::: Input data
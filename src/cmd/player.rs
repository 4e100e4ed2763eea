//! `player` domain: characters loaded into the session from the store.
//!
//! Supports every verb. Items are keyed by the name they were loaded under,
//! which is also the store lookup key.

use std::io::Write;

use anyhow::Result;

use super::CommandSpec;
use crate::domain::{Domain, Verb};
use crate::log_debug;
use crate::session::Session;
use crate::tree::Detached;

pub fn domain() -> Detached<CommandSpec> {
    Detached::domain("player", PlayerDomain)
}

pub struct PlayerDomain;

impl Domain for PlayerDomain {
    fn supported_verbs(&self) -> &[Verb] {
        Verb::variants()
    }

    fn list_items(&self, session: &Session) -> Vec<String> {
        session.players.keys().cloned().collect()
    }

    fn get_active(&self, session: &Session) -> Option<String> {
        session.active_player.clone()
    }

    fn set_active(&self, session: &mut Session, name: &str, _out: &mut dyn Write) -> Result<bool> {
        if !session.players.contains_key(name) {
            return Ok(false);
        }
        session.active_player = Some(name.to_string());
        Ok(true)
    }

    fn show_item(&self, session: &Session, name: Option<&str>) -> Option<String> {
        let target = name.or(session.active_player.as_deref())?;
        session.players.get(target).map(|c| c.describe())
    }

    fn load_item(&self, session: &mut Session, name: &str, out: &mut dyn Write) -> Result<bool> {
        if session.players.contains_key(name) {
            writeln!(out, "Character '{name}' is already loaded.")?;
            return Ok(false);
        }
        match session.store.load(name) {
            Ok(character) => {
                writeln!(out, "Loaded character: {}", character.name)?;
                session.players.insert(name.to_string(), character);
                Ok(true)
            }
            Err(e) => {
                log_debug!("load '{name}' from {}: {e:?}", session.store.base_dir().display());
                writeln!(out, "{e}")?;
                Ok(false)
            }
        }
    }

    fn drop_item(&self, session: &mut Session, name: Option<&str>, out: &mut dyn Write) -> Result<bool> {
        let Some(target) = name.map(str::to_string).or_else(|| session.active_player.clone()) else {
            writeln!(out, "No player specified and no active player set.")?;
            return Ok(false);
        };
        if session.players.remove(&target).is_none() {
            writeln!(out, "Character '{target}' is not loaded.")?;
            return Ok(false);
        }
        writeln!(out, "Dropped character: {target}")?;
        if session.active_player.as_deref() == Some(target.as_str()) {
            session.active_player = None;
            writeln!(out, "Active player cleared.")?;
        }
        Ok(true)
    }
}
::::::
Work order:
What lines in the data include the string "Some"? Copy each one.

Answer for this exercise:
        session.active_player = Some(name.to_string());
        let Some(target) = name.map(str::to_string).or_else(|| session.active_player.clone()) else {
        if session.active_player.as_deref() == Some(target.as_str()) {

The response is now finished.